Fly Away, a collaboration between Fordjour and award-winning puppeteer Nick Lehane, is performed by a stellar cast, with an original score composed by John Aylward and performed live by oboist Hassan Anderson. The puppet is a Fordjour-designed, hand-sculpted figure crafted by Robert Maldonado. The protagonist’s narrative arc rises and falls along a journey of personal discovery. Larger themes that course through Fordjour’s body of work become resonant. Fly Away performances are scheduled at 2pm and 5pm daily. Tickets are free and available upon request. For additional information on scheduling, COVID-19 safety precautions and reservations, please visit flyawayshow.com.
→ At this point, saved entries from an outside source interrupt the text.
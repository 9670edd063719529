//! Built-in formulas with known decomposability, run by the CLI and tests.

use mondec_smt::formula::{Formula, Var};
use mondec_smt::terms::SmtTerm;
use serde::Serialize;
use tracing::info;

use crate::error::MondecError;
use crate::procedure::{DecisionProcedure, Verdict};

#[derive(Debug, Clone)]
pub struct Scenario {
    pub name: &'static str,
    pub description: &'static str,
    pub formula: Formula,
    /// Variables the formula is decomposable on; every other free
    /// variable is expected not to be.
    pub decomposable_on: Vec<Var>,
}

impl Scenario {
    pub fn expects_decomposable(&self, var: &Var) -> bool {
        self.decomposable_on.contains(var)
    }
}

#[derive(Debug, Clone, PartialEq, Eq, Serialize)]
pub struct VariableReport {
    pub var: String,
    pub expected_decomposable: bool,
    pub verdict: Verdict,
    pub passed: bool,
}

#[derive(Debug, Clone, PartialEq, Eq, Serialize)]
pub struct ScenarioReport {
    pub scenario: String,
    pub procedure: String,
    pub variables: Vec<VariableReport>,
    pub passed: bool,
}

fn v(name: &str) -> SmtTerm {
    SmtTerm::var(name)
}

fn int(n: i64) -> SmtTerm {
    SmtTerm::int(n)
}

fn non_negative(names: &[&str]) -> Vec<SmtTerm> {
    names.iter().map(|n| v(n).ge(int(0))).collect()
}

fn build(
    name: &'static str,
    description: &'static str,
    atoms: Vec<SmtTerm>,
    decomposable_on: &[&str],
) -> Result<Scenario, MondecError> {
    Ok(Scenario {
        name,
        description,
        formula: Formula::infer(SmtTerm::and(atoms))?,
        decomposable_on: decomposable_on.iter().map(|n| Var::int(*n)).collect(),
    })
}

/// The scenario suite, in a fixed order.
pub fn all() -> Result<Vec<Scenario>, MondecError> {
    let mut eq = non_negative(&["x", "y"]);
    eq.push(v("x").eq(v("y")));

    let mut le = non_negative(&["x", "y"]);
    le.push(v("x").le(v("y")));

    let mut ge = non_negative(&["x", "y"]);
    ge.push(v("x").ge(v("y")));

    let mut mixed = non_negative(&["x", "y", "z"]);
    mixed.push(v("x").add(int(2).mul(v("y"))).ge(int(5)));
    mixed.push(v("z").lt(int(5)));
    mixed.push(SmtTerm::congruent(v("x"), v("y"), 2));

    let independent = vec![v("x").ge(int(0)), v("y").lt(int(3))];

    Ok(vec![
        build("equal", "x >= 0 && y >= 0 && x = y", eq, &[])?,
        build("less-equal", "x >= 0 && y >= 0 && x <= y", le, &[])?,
        build("greater-equal", "x >= 0 && y >= 0 && x >= y", ge, &[])?,
        build(
            "mixed",
            "x >= 0 && y >= 0 && z >= 0 && x + 2y >= 5 && z < 5 && x = y (mod 2)",
            mixed,
            &["x", "y", "z"],
        )?,
        build("independent", "x >= 0 && y < 3", independent, &["x", "y"])?,
    ])
}

pub fn by_name(name: &str) -> Result<Option<Scenario>, MondecError> {
    Ok(all()?.into_iter().find(|s| s.name == name))
}

/// Whether `verdict` is consistent with the expectation. Budget exhaustion
/// counts as consistent with non-decomposability; inconclusive never passes.
fn consistent(expected_decomposable: bool, verdict: &Verdict) -> bool {
    match verdict {
        Verdict::Decomposable => expected_decomposable,
        Verdict::NotDecomposable | Verdict::BudgetExceeded(_) => !expected_decomposable,
        Verdict::Inconclusive(_) => false,
    }
}

/// Check every free variable of `scenario` with `procedure`.
pub fn run(
    scenario: &Scenario,
    procedure: &mut dyn DecisionProcedure,
) -> Result<ScenarioReport, MondecError> {
    let mut variables = Vec::new();
    for var in scenario.formula.free_vars() {
        let verdict = procedure.check(&scenario.formula, var)?;
        let expected = scenario.expects_decomposable(var);
        let passed = consistent(expected, &verdict);
        info!(
            scenario = scenario.name,
            procedure = procedure.name(),
            var = %var,
            %verdict,
            passed,
            "scenario: checked"
        );
        variables.push(VariableReport {
            var: var.name.clone(),
            expected_decomposable: expected,
            verdict,
            passed,
        });
    }
    let passed = variables.iter().all(|v| v.passed);
    Ok(ScenarioReport {
        scenario: scenario.name.to_string(),
        procedure: procedure.name().to_string(),
        variables,
        passed,
    })
}

#[cfg(test)]
mod tests {
    use super::*;

    type TestResult = Result<(), Box<dyn std::error::Error>>;

    struct Always(Verdict);

    impl DecisionProcedure for Always {
        fn name(&self) -> &'static str {
            "always"
        }

        fn check(&mut self, _: &Formula, _: &Var) -> Result<Verdict, MondecError> {
            Ok(self.0.clone())
        }
    }

    #[test]
    fn suite_is_well_formed() -> TestResult {
        let suite = all()?;
        assert_eq!(suite.len(), 5);
        for scenario in &suite {
            for var in &scenario.decomposable_on {
                assert!(scenario.formula.declares(var), "{}: {var}", scenario.name);
            }
        }
        let mixed = by_name("mixed")?.unwrap();
        assert_eq!(
            mixed.formula.free_vars(),
            &[Var::int("x"), Var::int("y"), Var::int("z")]
        );
        assert!(by_name("missing")?.is_none());
        Ok(())
    }

    #[test]
    fn budget_exhaustion_passes_only_negative_expectations() -> TestResult {
        let scenario = by_name("equal")?.unwrap();
        let report = run(&scenario, &mut Always(Verdict::BudgetExceeded("n".into())))?;
        assert!(report.passed);
        let scenario = by_name("independent")?.unwrap();
        let report = run(&scenario, &mut Always(Verdict::BudgetExceeded("n".into())))?;
        assert!(!report.passed);
        Ok(())
    }

    #[test]
    fn inconclusive_never_passes() -> TestResult {
        let scenario = by_name("equal")?.unwrap();
        let report = run(&scenario, &mut Always(Verdict::Inconclusive("t".into())))?;
        assert!(!report.passed);
        assert_eq!(report.variables.len(), 2);
        assert!(report.variables.iter().all(|v| !v.passed));
        Ok(())
    }

    #[test]
    fn report_serialises() -> TestResult {
        let scenario = by_name("independent")?.unwrap();
        let report = run(&scenario, &mut Always(Verdict::Decomposable))?;
        let json = serde_json::to_value(&report)?;
        assert_eq!(json["scenario"], "independent");
        assert_eq!(json["procedure"], "always");
        assert_eq!(json["passed"], true);
        assert_eq!(json["variables"][0]["verdict"], "decomposable");
        Ok(())
    }
}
Spanning two galleries are several new paintings, executed in Fordjour’s signature collage technique, representing the latest developments in his studio practice. The first is a suite of paintings based on Black funerary tradition. The second gallery presents a broad range of subjects including several at monumental scale.
About Derek Fordjour
Derek Fordjour was born in Memphis, Tennessee, in 1974 to parents of Ghanaian heritage. Fordjour earned his BA at Morehouse College, MA in Art Education at Harvard University and an MFA in Painting at Hunter College. His work has been exhibited at notable institutions nationally and internationally. He received commissions for public projects including a permanent installation for Metropolitan Transit Authority of New York City at 145th Street Subway Station and The Whitney Museum’s Billboard Project. He was awarded 2016 Sugar Hill Children’s Museum Artist-in-Residence, the 2017 Sharpe-Walentas Studio Program in New York City, and named recipient of the 2018 Deutsche Bank NYFA Fellowship Award. His work has been reviewed in The New York Times, Financial Times, The Los Angeles Times, and Hyperallergic. He has also been featured in several publications such as The Wall Street Journal, Vanity Fair and Forbes Magazine. Fordjour was recently appointed the Alex Katz Chair of Painting at The Cooper Union and serves as a Core Critic at Yale University School of Art. His work also appears in several collections including The Studio Museum of Harlem, Brooklyn Museum, Perez Museum, Dallas Museum of Art, The Whitney Museum and LACMA.